Existe vida além do mercado?

Amigos, eu lamento muito desapontar os que pensam na Educação como meio utilitarista, notavelmente para gerar ‘máquinas’ produtivas e comerciais. Aliás, mesmo assim tem sido um desastre nosso sistema: que péssimas máquinas! Todos esses índices numéricos como IDEB e ENEM de nada mais servem do que para induzir políticas públicas, quando muito. Servem também para mensurar o trabalho desalmado de muitos ‘mestres’, que não mais medem o ‘sucesso’ na vida das crianças, senão nos números estatísticos. Vários povos experimentaram o pleno emprego de recursos na produção, como a Inglaterra da Revolução Industrial. Mas essa ocupação ‘plena’, que hoje cega, mas ignorantemente ainda se persegue, no máximo causaria o exaurimento das forças sociais e dos recursos ecossistêmicos, restringindo pessoas à natureza de máquinas, de um lado, e de consumidoras vorazes, do outro…

É esta a síntese do pensamento humanista contemporâneo, notável em Aldous Huxley e Hannah Arendt. Aliás, desde o trabalhismo varguista, é urgente: Educação deve servir a propósitos maiores que o trabalho. Não há um só componente da produção massiva que “humanize”.

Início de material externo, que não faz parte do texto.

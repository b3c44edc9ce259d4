use lazy_static::lazy_static;
use prometheus::{Counter, Histogram, register_counter, register_histogram};

lazy_static! {
    pub static ref REQUEST_TOTAL: Counter =
        register_counter!("wa_gateway_requests_total", "Total number of requests").unwrap();
    pub static ref UNAUTHORIZED_TOTAL: Counter = register_counter!(
        "wa_gateway_unauthorized_total",
        "Requests rejected for a missing or wrong api key"
    )
    .unwrap();
    pub static ref RATE_LIMITED_TOTAL: Counter = register_counter!(
        "wa_gateway_rate_limited_total",
        "Requests rejected by the rate limiter"
    )
    .unwrap();
    pub static ref UPSTREAM_RETRIES_TOTAL: Counter = register_counter!(
        "wa_gateway_upstream_retries_total",
        "Upstream calls retried after a transient failure"
    )
    .unwrap();
    pub static ref UPSTREAM_LATENCY: Histogram = register_histogram!(
        "wa_gateway_upstream_latency_seconds",
        "Graph API call latency in seconds, per attempt"
    )
    .unwrap();
}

Inclusive, a educação deve preparar o homem com essas cautelas: formando e informando sobre as limitações máximas de sentido que se deverá atribuir ao trabalho. Uma Educação saudável também pregará que a subsistência de um “ser completo”, por sua vez, vai além da produção do lucro material e da felicidade ilusória, repisada pelas mídias de massa.

Recursos e sistemas educacionais em contexto de desemprego e subemprego costumam viciar-se na direção única do emprego, assim como, em regiões de urbanismo precário, tende-se a colocar o futuro das crianças a serviço de um progresso numérico, pobre, materialista.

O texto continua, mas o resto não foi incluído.